***** Material provided *****

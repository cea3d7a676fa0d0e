//! Decoder state shared between the edge and polling contexts.
//!
//! [`DecoderState`] is `Copy` so the polling side can take a consistent
//! snapshot inside a short critical section and do its arithmetic outside it.
//! Fields are only written by the transition functions in
//! [`decoder`](crate::decoder); everything else reads through accessors.

use crate::clock::TimestampMicros;
use crate::history::ToothHistory;

/// Synchronization level reached by the decoder.
#[derive(Copy, Clone, Debug, Default, Eq, PartialEq)]
#[cfg_attr(feature = "defmt", derive(defmt::Format))]
pub enum SyncStatus {
    #[default]
    Unsynced,
    /// 360° precision; in sequential mode the cycle half is unknown.
    HalfSync,
    FullSync,
}

impl SyncStatus {
    /// Returns `true` for both half and full sync.
    #[must_use]
    pub const fn is_synced(self) -> bool {
        !matches!(self, SyncStatus::Unsynced)
    }
}

/// Which revolution of a 720° cycle the crank is in.
#[derive(Copy, Clone, Debug, Default, Eq, PartialEq)]
#[cfg_attr(feature = "defmt", derive(defmt::Format))]
pub enum CyclePhase {
    #[default]
    First,
    Second,
}

impl CyclePhase {
    #[must_use]
    pub const fn toggled(self) -> Self {
        match self {
            CyclePhase::First => CyclePhase::Second,
            CyclePhase::Second => CyclePhase::First,
        }
    }
}

/// The single mutable aggregate owned by a decoder.
#[derive(Copy, Clone, Debug, Default, Eq, PartialEq)]
#[cfg_attr(feature = "defmt", derive(defmt::Format))]
pub struct DecoderState {
    pub(crate) sync_status: SyncStatus,
    pub(crate) sync_loss_count: u16,
    pub(crate) revolution_count: u32,
    pub(crate) history: ToothHistory,
    pub(crate) current_tooth_angle: u32,
    pub(crate) tooth_angle_is_corrected: bool,
    pub(crate) revolution_time_micros: u32,
    pub(crate) max_stall_interval_micros: u32,
    /// 1-based index of the last tooth, `0` while the position is unknown.
    pub(crate) tooth_index: u16,
    /// Reference angle of the last tooth.
    pub(crate) last_tooth_angle: u32,
    /// Last interval divided by the pitches it covered.
    pub(crate) tooth_width_micros: u32,
    /// Per-tooth width in force before the last edge, when that edge was a
    /// regular tooth; `0` otherwise.
    pub(crate) width_before_last_tooth: u32,
    pub(crate) consecutive_anomalies: u8,
    /// No anomaly since the last gap.
    pub(crate) clean_revolution: bool,
    pub(crate) cycle_phase: CyclePhase,
    pub(crate) revolutions_since_cam: u8,
    pub(crate) last_secondary_time: Option<TimestampMicros>,
    pub(crate) rpm: u16,
}

impl DecoderState {
    /// Power-up state.
    #[must_use]
    pub const fn new() -> Self {
        Self {
            sync_status: SyncStatus::Unsynced,
            sync_loss_count: 0,
            revolution_count: 0,
            history: ToothHistory::new(),
            current_tooth_angle: 0,
            tooth_angle_is_corrected: false,
            revolution_time_micros: 0,
            max_stall_interval_micros: 0,
            tooth_index: 0,
            last_tooth_angle: 0,
            tooth_width_micros: 0,
            width_before_last_tooth: 0,
            consecutive_anomalies: 0,
            clean_revolution: false,
            cycle_phase: CyclePhase::First,
            revolutions_since_cam: 0,
            last_secondary_time: None,
            rpm: 0,
        }
    }

    /// Clears everything except the sync-loss counter.
    pub(crate) fn clear_transient(&mut self) {
        *self = Self {
            sync_loss_count: self.sync_loss_count,
            ..Self::new()
        };
    }

    pub(crate) fn count_sync_loss(&mut self) {
        self.sync_loss_count = self.sync_loss_count.wrapping_add(1);
    }

    #[must_use]
    pub const fn sync_status(&self) -> SyncStatus {
        self.sync_status
    }

    /// Degradations observed since power-up; wraps, never resets.
    #[must_use]
    pub const fn sync_loss_count(&self) -> u16 {
        self.sync_loss_count
    }

    /// Completed revolutions since sync was gained.
    #[must_use]
    pub const fn revolution_count(&self) -> u32 {
        self.revolution_count
    }

    #[must_use]
    pub const fn last_tooth_time(&self) -> TimestampMicros {
        self.history.last_tooth_time
    }

    #[must_use]
    pub const fn last_tooth_time_minus_one(&self) -> TimestampMicros {
        self.history.last_tooth_time_minus_one
    }

    #[must_use]
    pub const fn tooth_one_time(&self) -> TimestampMicros {
        self.history.tooth_one_time
    }

    #[must_use]
    pub const fn tooth_one_time_minus_one(&self) -> TimestampMicros {
        self.history.tooth_one_time_minus_one
    }

    /// Angular width attributed to the interval just measured.
    #[must_use]
    pub const fn current_tooth_angle_millidegrees(&self) -> u32 {
        self.current_tooth_angle
    }

    /// `false` until the wheel position is known, and after an anomaly.
    #[must_use]
    pub const fn tooth_angle_is_corrected(&self) -> bool {
        self.tooth_angle_is_corrected
    }

    #[must_use]
    pub const fn revolution_time_micros(&self) -> u32 {
        self.revolution_time_micros
    }

    #[must_use]
    pub const fn max_stall_interval_micros(&self) -> u32 {
        self.max_stall_interval_micros
    }

    /// 1-based index of the last tooth, `0` while unsynced.
    #[must_use]
    pub const fn tooth_index(&self) -> u16 {
        self.tooth_index
    }

    #[must_use]
    pub const fn last_tooth_angle_millidegrees(&self) -> u32 {
        self.last_tooth_angle
    }

    #[must_use]
    pub const fn cycle_phase(&self) -> CyclePhase {
        self.cycle_phase
    }

    #[must_use]
    pub const fn history(&self) -> &ToothHistory {
        &self.history
    }
}
//! Crank and cam edges captured in the `EXTI0_1` interrupt.
//!
//! The handler reads the clock before anything else and feeds the shared
//! decoder directly, so edges reach it in arrival order and executor latency
//! never shows up in tooth intervals.

use core::cell::Cell;

use critical_section::Mutex;
use embassy_stm32::interrupt;
use embassy_stm32::interrupt::{InterruptExt, Priority};
use embassy_stm32::pac;
use trigger_core::{SharedDecoder, ToothClock};

use crate::trigger::{CAM_LINE, CRANK_LINE, EmbassyClock};

/// EXTICR source code for GPIOA.
const PORT_A: u8 = 0;

static EDGE_DECODER: Mutex<Cell<Option<&'static SharedDecoder>>> = Mutex::new(Cell::new(None));

/// Routes both sensor lines to the decoder and unmasks their interrupt.
///
/// The pins must already be configured as inputs.
pub fn arm(decoder: &'static SharedDecoder) {
    critical_section::with(|cs| EDGE_DECODER.borrow(cs).set(Some(decoder)));

    let exti = pac::EXTI;
    for line in [CRANK_LINE, CAM_LINE] {
        exti.exticr(line / 4)
            .modify(|w| w.set_exti(line % 4, PORT_A));
        exti.rtsr(0).modify(|w| w.set_line(line, true));
        exti.ftsr(0).modify(|w| w.set_line(line, false));
        exti.rpr(0).write(|w| w.set_line(line, true));
        exti.imr(0).modify(|w| w.set_line(line, true));
    }

    interrupt::EXTI0_1.set_priority(Priority::P0);
    // SAFETY: the handler only shares state through critical sections.
    unsafe { interrupt::EXTI0_1.enable() };
}

#[interrupt]
fn EXTI0_1() {
    let timestamp = EmbassyClock.now_micros();

    let exti = pac::EXTI;
    let pending = exti.rpr(0).read();
    // Write-one-to-clear; only the lines seen here are acknowledged.
    exti.rpr(0).write_value(pending);

    let Some(decoder) = critical_section::with(|cs| EDGE_DECODER.borrow(cs).get()) else {
        return;
    };
    if pending.line(CRANK_LINE) {
        decoder.on_tooth_edge(timestamp);
    }
    if pending.line(CAM_LINE) {
        decoder.on_secondary_tooth_edge(timestamp);
    }
}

*****

**Task statement**
Select every line in the records above that contains the word "both".

**Expected output**
    /// Returns `true` for both half and full sync.
/// Routes both sensor lines to the decoder and unmasks their interrupt.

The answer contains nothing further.